Category Archives: Handmade Doll

Release the Dolls!

My previous Thursday Business Post dealt with the sales, or non-sales for the most part, of the Creative Experiment dolls. I’d decided to offer about a dozen for sale to see what kinds of responses I receive. Showing my work is always, always, always a white-knuckle-thrill-ride of insanely irrational emotions that are deeply entangled in my personal sense of self-worth not only as an artist, but as a human being. If you’ve followed me on Instagram, you know that I rarely if ever post photos of myself. I’m not comfortable taking selfies. I don’t like having my photo taken. It makes me cringe. I show my artwork. That’s the me that I want people to see and connect with. Weird. I know. Believe me, I know!

ANYWAY…

I decided that I needed to make an honest effort to sell some of the Creative Experiment dolls. There is no way that I will ever know if there are people who want to buy them unless I put a price on them and offer them for sale. I’ve chosen sixteen dolls to offer. I created a gallery with names, dimensions and descriptions of each of the dolls, as well as a FAQ about purchasing, shipping, etc. as well.
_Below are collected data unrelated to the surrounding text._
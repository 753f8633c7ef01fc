// Copyright Exograph, Inc. All rights reserved.
//
// Use of this software is governed by the Business Source License
// included in the LICENSE file at the root of this repository.
//
// As of the Change Date specified in that file, in accordance with
// the Business Source License, use of this software will be governed
// by the Apache License, Version 2.0.

//! Build phase: discovery strategies over capability descriptors, operation
//! grouping, and namespace assembly into an immutable [`builder::operation_repository::OperationRegistry`].

pub mod builder;
pub mod config;
pub mod error;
I know it doesn’t seem like much of an effort to create a gallery with some prices and put it on my website that frankly, at this point, does not have loads of traffic, but I have to start somewhere, right? I’m a one-horse business. I do everything myself, with occasional feedback and assistance with business and marketing from my husband and friends who work in entrepreneurial education. I don’t have a marketing budget. I need to take advantage of every no-cost and low-cost option available to me. Please don’t misunderstand me as whining, moaning and complaining about this. It’s simply how it is. I want to be honest with anyone who’s comes upon my website. And if you’ve read any posts of mine, you know, I’ll spill my guts at the blink of an eye!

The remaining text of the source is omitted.